Here’s a letter to the New York Times:

David Leonhardt says that unemployment remains high in the U.S. largely because “American employers operate with few restraints….  Many companies can now come much closer to setting the terms of their relationship with employees” (“In Wreckage of Lost Jobs, Lost Power,” Jan. 19).

Only six paragraphs later, though, Mr. Leonhardt reports that “In this country, average wages for the employed have risen faster than inflation since 2007, which is highly unusual for a downturn.”

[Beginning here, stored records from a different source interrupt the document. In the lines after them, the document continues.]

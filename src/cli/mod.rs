pub mod entries;
pub mod journal;
pub mod lookup;
pub mod output;
pub mod projects;
pub mod summary;
pub mod tasks;
pub mod tracking;
pub mod watch;

use std::{path::PathBuf, sync::Arc};

use anyhow::Result;
use clap::{Parser, Subcommand};
use journal::{process_log_command, LogCommand};
use projects::{process_client_command, process_project_command, ClientCommand, ProjectCommand};
use summary::{process_summary_command, SummaryCommand};
use tasks::{process_task_command, TaskCommand};
use tracing::level_filters::LevelFilter;
use tracking::{process_focus_command, process_timer_command, FocusCommand, TimerCommand};

use crate::{
    app::App,
    utils::{
        clock::DefaultClock,
        dir::{create_application_default_path, ensure_dir},
        logging::enable_logging,
    },
};

#[derive(Parser, Debug)]
#[command(name = "chirp", version, long_about = None)]
#[command(about = "Billable time and focus session tracking that survives restarts", long_about = None)]
pub struct Args {
    #[command(subcommand)]
    commands: Commands,
    #[arg(
        long,
        global = true,
        help = "Application directory. By default $XDG_STATE_HOME/chirp or $HOME/.local/state/chirp"
    )]
    dir: Option<PathBuf>,
    #[arg(long, global = true, help = "Enable verbose logging to the console")]
    log: bool,
}

#[derive(Subcommand, Debug)]
enum Commands {
    #[command(about = "Manage clients")]
    Client {
        #[command(subcommand)]
        command: ClientCommand,
    },
    #[command(about = "Manage projects")]
    Project {
        #[command(subcommand)]
        command: ProjectCommand,
    },
    #[command(about = "Billable timer")]
    Timer {
        #[command(subcommand)]
        command: TimerCommand,
    },
    #[command(about = "Focus sessions")]
    Focus {
        #[command(subcommand)]
        command: FocusCommand,
    },
    #[command(about = "Tasks and daily intentions")]
    Task {
        #[command(subcommand)]
        command: TaskCommand,
    },
    #[command(about = "Daily energy, mood and reflections")]
    Log {
        #[command(subcommand)]
        command: LogCommand,
    },
    #[command(about = "Show tracked time and earnings of a day")]
    Summary {
        #[command(flatten)]
        command: SummaryCommand,
    },
}

pub async fn run_cli() -> Result<()> {
    let args = Args::parse();

    let application_dir = match args.dir {
        Some(dir) => ensure_dir(dir)?,
        None => create_application_default_path()?,
    };

    let logging_level = if args.log {
        Some(LevelFilter::TRACE)
    } else {
        None
    };
    enable_logging(&application_dir, logging_level, args.log)?;

    let mut app = App::open(&application_dir, Arc::new(DefaultClock)).await?;

    match args.commands {
        Commands::Client { command } => process_client_command(&app, command).await,
        Commands::Project { command } => process_project_command(&app, command).await,
        Commands::Timer { command } => process_timer_command(&mut app, command).await,
        Commands::Focus { command } => process_focus_command(&mut app, command).await,
        Commands::Task { command } => process_task_command(&app, command).await,
        Commands::Log { command } => process_log_command(&app, command).await,
        Commands::Summary { command } => process_summary_command(&app, command).await,
    }
}
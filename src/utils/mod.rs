pub mod clock;
pub mod dir;
pub mod logging;
pub mod percentage;
pub mod runtime;
pub mod time;
pub mod validation;
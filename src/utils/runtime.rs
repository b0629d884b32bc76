use anyhow::Result;

/// Timers run on a single logical timeline, so the host never needs more than one thread.
pub fn single_thread_runtime() -> Result<tokio::runtime::Runtime> {
    Ok(tokio::runtime::Builder::new_current_thread()
        .enable_all()
        .build()?)
}
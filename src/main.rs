use anyhow::Result;
use chirp::{cli::run_cli, utils::runtime::single_thread_runtime};
use tracing::error;

fn main() -> Result<()> {
    single_thread_runtime()?
        .block_on(run_cli())
        .inspect_err(|e| {
            error!("Error running cli {e:?}");
        })
}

If American employers are so powerful, why are real wages rising despite high unemployment?  One explanation is that employers magnanimously pay more than they must to get the workers they need.  A better explanation is that competition for workers remains intense.  If true, this fact suggests that workers are not so interchangeable as they are believed to be by Mr. Leonhardt and others who advocate simplistic programs to “share” existing jobs.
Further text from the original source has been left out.